He’s In a Quiet Vibration Land*

DeafnessFor many decades now, we’ve continued to better understand deafness, and the needs of those who have it. As a matter of fact, in many countries, there is a distinct Deaf culture, with its own norms for social interaction and its own cultural taboos. Members of that culture don’t see themselves as disabled. Rather, they simply have a different culture and language. Those signed languages vary by country (i.e., for instance, American Sign Language (ASL) is different to Australian Sign Language (Auslan)). But they are all distinct from the spoken languages used in those countries.

It shouldn’t be surprising, then, that characters with deafness have also made their way into crime fiction. It’s interesting, too, to see how they navigate a largely hearing world. Space only permits a few examples; I know you’ll think of more.

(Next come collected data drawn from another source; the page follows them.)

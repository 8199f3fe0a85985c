use alloc::vec::Vec;
use bitflags::bitflags;

use super::LoadError;
use crate::config::KernelConfig;
use crate::memory::{pages_for, PAGE_SIZE};

// ══════════════════════════════════════════════════════════════
//  Flat binary constants
// ══════════════════════════════════════════════════════════════

pub const FLAT_MAGIC: [u8; 4] = *b"RFLT";
pub const FLAT_HEADER_SIZE: usize = 28;

bitflags! {
    #[derive(Debug, Clone, Copy, PartialEq, Eq)]
    pub struct FlatFlags: u32 {
        const EXECUTABLE = 1 << 0;
        /// Data section mapped without write permission.
        const READ_ONLY  = 1 << 1;
    }
}

// ══════════════════════════════════════════════════════════════
//  Header
// ══════════════════════════════════════════════════════════════

/// On-disk header, all fields little-endian, followed by `code_size`
/// bytes of code and `data_size` bytes of initialised data.
#[derive(Debug, Clone, Copy, PartialEq, Eq)]
pub struct FlatHeader {
    pub entry_offset: u32,
    pub code_size: u32,
    pub data_size: u32,
    pub bss_size: u32,
    pub stack_size: u32,
    pub flags: FlatFlags,
}

fn le_u32(bytes: &[u8], at: usize) -> u32 {
    u32::from_le_bytes([bytes[at], bytes[at + 1], bytes[at + 2], bytes[at + 3]])
}

impl FlatHeader {
    /// Decodes the header; the magic is checked before anything else.
    pub fn parse(bytes: &[u8]) -> Result<Self, LoadError> {
        if bytes.len() >= 4 && bytes[0..4] != FLAT_MAGIC {
            return Err(LoadError::BadMagic);
        }
        if bytes.len() < FLAT_HEADER_SIZE {
            return Err(LoadError::Truncated);
        }
        Ok(FlatHeader {
            entry_offset: le_u32(bytes, 4),
            code_size: le_u32(bytes, 8),
            data_size: le_u32(bytes, 12),
            bss_size: le_u32(bytes, 16),
            stack_size: le_u32(bytes, 20),
            flags: FlatFlags::from_bits_retain(le_u32(bytes, 24)),
        })
    }

    pub fn to_bytes(&self) -> [u8; FLAT_HEADER_SIZE] {
        let mut out = [0u8; FLAT_HEADER_SIZE];
        out[0..4].copy_from_slice(&FLAT_MAGIC);
        let fields = [
            self.entry_offset,
            self.code_size,
            self.data_size,
            self.bss_size,
            self.stack_size,
            self.flags.bits(),
        ];
        for (i, field) in fields.iter().enumerate() {
            out[4 + i * 4..8 + i * 4].copy_from_slice(&field.to_le_bytes());
        }
        out
    }

    /// Page-rounded code + data + bss.
    pub fn image_bytes(&self) -> u64 {
        [self.code_size, self.data_size, self.bss_size]
            .iter()
            .map(|&size| (pages_for(size as usize) * PAGE_SIZE) as u64)
            .sum()
    }

    /// User stack the image asks for, falling back to the configured default.
    pub fn stack_bytes(&self, config: &KernelConfig) -> usize {
        match self.stack_size {
            0 => config.default_user_stack,
            n => n as usize,
        }
    }
}

// ══════════════════════════════════════════════════════════════
//  Image
// ══════════════════════════════════════════════════════════════

/// A validated image borrowing its sections from the raw bytes.
#[derive(Debug, Clone, Copy)]
pub struct FlatImage<'a> {
    pub header: FlatHeader,
    pub code: &'a [u8],
    pub data: &'a [u8],
}

impl<'a> FlatImage<'a> {
    /// Executable image with entry offset 0, no bss and the default stack.
    pub fn new(code: &'a [u8], data: &'a [u8]) -> FlatImage<'a> {
        FlatImage {
            header: FlatHeader {
                entry_offset: 0,
                code_size: code.len() as u32,
                data_size: data.len() as u32,
                bss_size: 0,
                stack_size: 0,
                flags: FlatFlags::EXECUTABLE,
            },
            code,
            data,
        }
    }

    pub fn with_entry(mut self, offset: u32) -> Self {
        self.header.entry_offset = offset;
        self
    }

    pub fn with_bss(mut self, size: u32) -> Self {
        self.header.bss_size = size;
        self
    }

    pub fn with_stack(mut self, size: u32) -> Self {
        self.header.stack_size = size;
        self
    }

    pub fn with_flags(mut self, flags: FlatFlags) -> Self {
        self.header.flags = flags;
        self
    }

    /// Validates `bytes` completely against `config`. Nothing is mapped.
    pub fn parse(bytes: &'a [u8], config: &KernelConfig) -> Result<Self, LoadError> {
        let header = FlatHeader::parse(bytes)?;
        if !header.flags.contains(FlatFlags::EXECUTABLE) {
            return Err(LoadError::NotExecutable);
        }
        if header.code_size == 0 || header.entry_offset >= header.code_size {
            return Err(LoadError::BadEntry);
        }

        let code_end = FLAT_HEADER_SIZE as u64 + header.code_size as u64;
        let data_end = code_end + header.data_size as u64;
        if (bytes.len() as u64) < data_end {
            return Err(LoadError::Truncated);
        }
        if header.image_bytes() > config.user_image_limit as u64 {
            return Err(LoadError::TooLarge);
        }
        if header.stack_bytes(config) > config.max_user_stack {
            return Err(LoadError::TooLarge);
        }

        Ok(FlatImage {
            header,
            code: &bytes[FLAT_HEADER_SIZE..code_end as usize],
            data: &bytes[code_end as usize..data_end as usize],
        })
    }

    pub fn encode(&self) -> Vec<u8> {
        let mut header = self.header;
        header.code_size = self.code.len() as u32;
        header.data_size = self.data.len() as u32;
        let mut out = Vec::with_capacity(FLAT_HEADER_SIZE + self.code.len() + self.data.len());
        out.extend_from_slice(&header.to_bytes());
        out.extend_from_slice(self.code);
        out.extend_from_slice(self.data);
        out
    }
}

#[cfg(test)]
mod tests {
    use super::*;

    fn config() -> KernelConfig {
        KernelConfig::DEFAULT
    }

    #[test]
    fn test_header_field_offsets() {
        let bytes = FlatImage::new(&[0xC3; 5], b"abc")
            .with_entry(2)
            .with_bss(0x1000)
            .with_stack(0x2000)
            .encode();
        assert_eq!(&bytes[0..4], b"RFLT");
        assert_eq!(le_u32(&bytes, 4), 2);
        assert_eq!(le_u32(&bytes, 8), 5);
        assert_eq!(le_u32(&bytes, 12), 3);
        assert_eq!(le_u32(&bytes, 16), 0x1000);
        assert_eq!(le_u32(&bytes, 20), 0x2000);
        assert_eq!(le_u32(&bytes, 24), 1);
        assert_eq!(bytes.len(), FLAT_HEADER_SIZE + 8);

        let image = FlatImage::parse(&bytes, &config()).unwrap();
        assert_eq!(image.code, &[0xC3; 5]);
        assert_eq!(image.data, b"abc");
    }

    #[test]
    fn test_rejections() {
        let cfg = config();
        let good = FlatImage::new(&[0x90; 4], b"xy").encode();

        let mut bad_magic = good.clone();
        bad_magic[0] = b'E';
        assert_eq!(FlatImage::parse(&bad_magic, &cfg).err(), Some(LoadError::BadMagic));

        assert_eq!(FlatImage::parse(&good[..20], &cfg).err(), Some(LoadError::Truncated));
        assert_eq!(
            FlatImage::parse(&good[..good.len() - 1], &cfg).err(),
            Some(LoadError::Truncated)
        );

        let entry_past_code = FlatImage::new(&[0x90; 4], &[]).with_entry(4).encode();
        assert_eq!(FlatImage::parse(&entry_past_code, &cfg).err(), Some(LoadError::BadEntry));

        let empty_code = FlatImage::new(&[], b"data").encode();
        assert_eq!(FlatImage::parse(&empty_code, &cfg).err(), Some(LoadError::BadEntry));

        let not_exec = FlatImage::new(&[0x90], &[]).with_flags(FlatFlags::empty()).encode();
        assert_eq!(FlatImage::parse(&not_exec, &cfg).err(), Some(LoadError::NotExecutable));

        let huge_bss = FlatImage::new(&[0x90], &[]).with_bss(cfg.user_image_limit as u32).encode();
        assert_eq!(FlatImage::parse(&huge_bss, &cfg).err(), Some(LoadError::TooLarge));

        let huge_stack = FlatImage::new(&[0x90], &[])
            .with_stack(cfg.max_user_stack as u32 + 1)
            .encode();
        assert_eq!(FlatImage::parse(&huge_stack, &cfg).err(), Some(LoadError::TooLarge));
    }

    #[test]
    fn test_image_bytes_rounds_each_section() {
        let header = FlatImage::new(&[0x90; 10], &[1; 4097]).with_bss(1).header;
        assert_eq!(header.image_bytes(), (1 + 2 + 1) * PAGE_SIZE as u64);
        assert_eq!(header.stack_bytes(&config()), config().default_user_stack);
    }
}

Fans of Ed McBain’s 87th Precinct series will know that one of its main characters, Steve Carella, is married to a woman with deafness. We first meet Theodora ‘Teddy’ Franklin in Cop Hater, long before she marries Carella. As the series goes on, we see that Teddy isn’t portrayed as ‘disadvantaged’ or disabled. She’s a smart, streetwise, thoughtful and loving person who happens not to hear. She and Carella have worked out their own ways of communicating, and both make adjustments. Rather than Teddy being overly dependent on Carella, avid readers can tell you that he depends on her quite a lot.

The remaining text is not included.